[Task description]
Retype all of the data. Every line must match exactly.

Items from a dataset
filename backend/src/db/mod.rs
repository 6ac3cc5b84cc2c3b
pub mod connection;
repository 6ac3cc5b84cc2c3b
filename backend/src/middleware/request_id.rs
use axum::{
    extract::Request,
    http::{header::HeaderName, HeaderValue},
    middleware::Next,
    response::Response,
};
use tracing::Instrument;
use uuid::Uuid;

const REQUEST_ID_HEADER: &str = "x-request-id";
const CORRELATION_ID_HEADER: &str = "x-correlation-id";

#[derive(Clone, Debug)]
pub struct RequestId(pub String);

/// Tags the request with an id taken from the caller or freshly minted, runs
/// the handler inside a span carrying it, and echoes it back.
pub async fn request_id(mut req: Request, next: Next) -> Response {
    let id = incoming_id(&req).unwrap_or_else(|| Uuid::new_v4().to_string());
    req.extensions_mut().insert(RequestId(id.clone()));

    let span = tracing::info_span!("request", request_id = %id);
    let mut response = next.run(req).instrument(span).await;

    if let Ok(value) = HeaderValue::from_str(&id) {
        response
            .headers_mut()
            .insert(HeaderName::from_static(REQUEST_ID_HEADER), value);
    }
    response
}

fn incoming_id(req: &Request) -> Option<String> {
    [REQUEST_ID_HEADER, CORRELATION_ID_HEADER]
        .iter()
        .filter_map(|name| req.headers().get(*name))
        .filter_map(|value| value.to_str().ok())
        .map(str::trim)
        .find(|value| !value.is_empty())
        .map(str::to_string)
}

[Exercise solution]
filename backend/src/db/mod.rs
repository 6ac3cc5b84cc2c3b
pub mod connection;
repository 6ac3cc5b84cc2c3b
filename backend/src/middleware/request_id.rs
use axum::{
    extract::Request,
    http::{header::HeaderName, HeaderValue},
    middleware::Next,
    response::Response,
};
use tracing::Instrument;
use uuid::Uuid;

const REQUEST_ID_HEADER: &str = "x-request-id";
const CORRELATION_ID_HEADER: &str = "x-correlation-id";

#[derive(Clone, Debug)]
pub struct RequestId(pub String);

/// Tags the request with an id taken from the caller or freshly minted, runs
/// the handler inside a span carrying it, and echoes it back.
pub async fn request_id(mut req: Request, next: Next) -> Response {
    let id = incoming_id(&req).unwrap_or_else(|| Uuid::new_v4().to_string());
    req.extensions_mut().insert(RequestId(id.clone()));

    let span = tracing::info_span!("request", request_id = %id);
    let mut response = next.run(req).instrument(span).await;

    if let Ok(value) = HeaderValue::from_str(&id) {
        response
            .headers_mut()
            .insert(HeaderName::from_static(REQUEST_ID_HEADER), value);
    }
    response
}

fn incoming_id(req: &Request) -> Option<String> {
    [REQUEST_ID_HEADER, CORRELATION_ID_HEADER]
        .iter()
        .filter_map(|name| req.headers().get(*name))
        .filter_map(|value| value.to_str().ok())
        .map(str::trim)
        .find(|value| !value.is_empty())
        .map(str::to_string)
}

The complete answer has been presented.